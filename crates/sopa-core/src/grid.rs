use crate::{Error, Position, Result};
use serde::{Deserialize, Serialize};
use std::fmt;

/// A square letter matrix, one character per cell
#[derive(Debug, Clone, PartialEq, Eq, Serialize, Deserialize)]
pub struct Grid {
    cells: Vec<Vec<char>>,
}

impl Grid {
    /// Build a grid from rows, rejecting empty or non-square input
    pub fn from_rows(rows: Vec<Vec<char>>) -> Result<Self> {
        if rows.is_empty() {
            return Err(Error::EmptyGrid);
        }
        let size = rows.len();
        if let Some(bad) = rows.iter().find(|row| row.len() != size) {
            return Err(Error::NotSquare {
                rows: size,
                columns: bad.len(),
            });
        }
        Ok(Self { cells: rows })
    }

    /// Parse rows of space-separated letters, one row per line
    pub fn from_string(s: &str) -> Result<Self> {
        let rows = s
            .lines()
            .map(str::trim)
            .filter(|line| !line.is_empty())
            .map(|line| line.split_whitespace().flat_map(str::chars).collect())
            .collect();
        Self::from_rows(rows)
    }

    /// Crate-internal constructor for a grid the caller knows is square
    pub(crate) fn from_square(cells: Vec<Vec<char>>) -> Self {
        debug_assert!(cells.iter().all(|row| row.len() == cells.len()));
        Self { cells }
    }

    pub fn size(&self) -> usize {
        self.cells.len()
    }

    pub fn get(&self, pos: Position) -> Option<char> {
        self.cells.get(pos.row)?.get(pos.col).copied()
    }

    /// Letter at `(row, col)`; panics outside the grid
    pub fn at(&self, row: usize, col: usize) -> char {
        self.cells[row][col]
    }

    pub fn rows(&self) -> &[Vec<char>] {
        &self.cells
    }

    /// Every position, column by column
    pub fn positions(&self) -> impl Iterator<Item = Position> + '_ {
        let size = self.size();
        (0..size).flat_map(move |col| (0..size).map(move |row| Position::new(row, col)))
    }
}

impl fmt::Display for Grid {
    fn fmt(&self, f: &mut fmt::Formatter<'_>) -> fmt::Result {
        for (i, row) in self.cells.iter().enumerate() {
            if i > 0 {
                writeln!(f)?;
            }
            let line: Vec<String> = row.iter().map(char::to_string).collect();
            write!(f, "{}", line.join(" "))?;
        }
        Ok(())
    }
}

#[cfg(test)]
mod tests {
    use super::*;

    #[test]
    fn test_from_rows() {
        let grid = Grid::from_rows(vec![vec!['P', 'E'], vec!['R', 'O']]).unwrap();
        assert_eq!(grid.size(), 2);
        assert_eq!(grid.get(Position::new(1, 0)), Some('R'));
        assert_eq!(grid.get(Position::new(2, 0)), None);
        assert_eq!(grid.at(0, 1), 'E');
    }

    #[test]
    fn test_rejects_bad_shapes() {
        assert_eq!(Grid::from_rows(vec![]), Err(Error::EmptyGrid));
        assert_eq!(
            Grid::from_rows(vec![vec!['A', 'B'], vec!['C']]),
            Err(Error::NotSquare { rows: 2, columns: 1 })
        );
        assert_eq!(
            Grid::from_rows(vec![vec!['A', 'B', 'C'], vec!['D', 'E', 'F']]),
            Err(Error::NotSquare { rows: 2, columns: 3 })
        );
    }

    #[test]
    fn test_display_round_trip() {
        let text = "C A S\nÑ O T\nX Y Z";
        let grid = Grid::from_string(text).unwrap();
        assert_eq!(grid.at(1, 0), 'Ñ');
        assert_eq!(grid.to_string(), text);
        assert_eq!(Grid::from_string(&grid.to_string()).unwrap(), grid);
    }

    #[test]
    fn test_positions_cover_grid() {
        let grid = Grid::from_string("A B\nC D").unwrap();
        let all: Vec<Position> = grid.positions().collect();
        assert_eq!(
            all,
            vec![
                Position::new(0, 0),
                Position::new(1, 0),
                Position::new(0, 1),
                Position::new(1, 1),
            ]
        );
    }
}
--
**Directions**:
Type out the whole listing above exactly.

**Response box**:
filename crates/sopa-core/src/grid.rs
use crate::{Error, Position, Result};
use serde::{Deserialize, Serialize};
use std::fmt;

/// A square letter matrix, one character per cell
#[derive(Debug, Clone, PartialEq, Eq, Serialize, Deserialize)]
pub struct Grid {
    cells: Vec<Vec<char>>,
}

impl Grid {
    /// Build a grid from rows, rejecting empty or non-square input
    pub fn from_rows(rows: Vec<Vec<char>>) -> Result<Self> {
        if rows.is_empty() {
            return Err(Error::EmptyGrid);
        }
        let size = rows.len();
        if let Some(bad) = rows.iter().find(|row| row.len() != size) {
            return Err(Error::NotSquare {
                rows: size,
                columns: bad.len(),
            });
        }
        Ok(Self { cells: rows })
    }

    /// Parse rows of space-separated letters, one row per line
    pub fn from_string(s: &str) -> Result<Self> {
        let rows = s
            .lines()
            .map(str::trim)
            .filter(|line| !line.is_empty())
            .map(|line| line.split_whitespace().flat_map(str::chars).collect())
            .collect();
        Self::from_rows(rows)
    }

    /// Crate-internal constructor for a grid the caller knows is square
    pub(crate) fn from_square(cells: Vec<Vec<char>>) -> Self {
        debug_assert!(cells.iter().all(|row| row.len() == cells.len()));
        Self { cells }
    }

    pub fn size(&self) -> usize {
        self.cells.len()
    }

    pub fn get(&self, pos: Position) -> Option<char> {
        self.cells.get(pos.row)?.get(pos.col).copied()
    }

    /// Letter at `(row, col)`; panics outside the grid
    pub fn at(&self, row: usize, col: usize) -> char {
        self.cells[row][col]
    }

    pub fn rows(&self) -> &[Vec<char>] {
        &self.cells
    }

    /// Every position, column by column
    pub fn positions(&self) -> impl Iterator<Item = Position> + '_ {
        let size = self.size();
        (0..size).flat_map(move |col| (0..size).map(move |row| Position::new(row, col)))
    }
}

impl fmt::Display for Grid {
    fn fmt(&self, f: &mut fmt::Formatter<'_>) -> fmt::Result {
        for (i, row) in self.cells.iter().enumerate() {
            if i > 0 {
                writeln!(f)?;
            }
            let line: Vec<String> = row.iter().map(char::to_string).collect();
            write!(f, "{}", line.join(" "))?;
        }
        Ok(())
    }
}

#[cfg(test)]
mod tests {
    use super::*;

    #[test]
    fn test_from_rows() {
        let grid = Grid::from_rows(vec![vec!['P', 'E'], vec!['R', 'O']]).unwrap();
        assert_eq!(grid.size(), 2);
        assert_eq!(grid.get(Position::new(1, 0)), Some('R'));
        assert_eq!(grid.get(Position::new(2, 0)), None);
        assert_eq!(grid.at(0, 1), 'E');
    }

    #[test]
    fn test_rejects_bad_shapes() {
        assert_eq!(Grid::from_rows(vec![]), Err(Error::EmptyGrid));
        assert_eq!(
            Grid::from_rows(vec![vec!['A', 'B'], vec!['C']]),
            Err(Error::NotSquare { rows: 2, columns: 1 })
        );
        assert_eq!(
            Grid::from_rows(vec![vec!['A', 'B', 'C'], vec!['D', 'E', 'F']]),
            Err(Error::NotSquare { rows: 2, columns: 3 })
        );
    }

    #[test]
    fn test_display_round_trip() {
        let text = "C A S\nÑ O T\nX Y Z";
        let grid = Grid::from_string(text).unwrap();
        assert_eq!(grid.at(1, 0), 'Ñ');
        assert_eq!(grid.to_string(), text);
        assert_eq!(Grid::from_string(&grid.to_string()).unwrap(), grid);
    }

    #[test]
    fn test_positions_cover_grid() {
        let grid = Grid::from_string("A B\nC D").unwrap();
        let all: Vec<Position> = grid.positions().collect();
        assert_eq!(
            all,
            vec![
                Position::new(0, 0),
                Position::new(1, 0),
                Position::new(0, 1),
                Position::new(1, 1),
            ]
        );
    }
}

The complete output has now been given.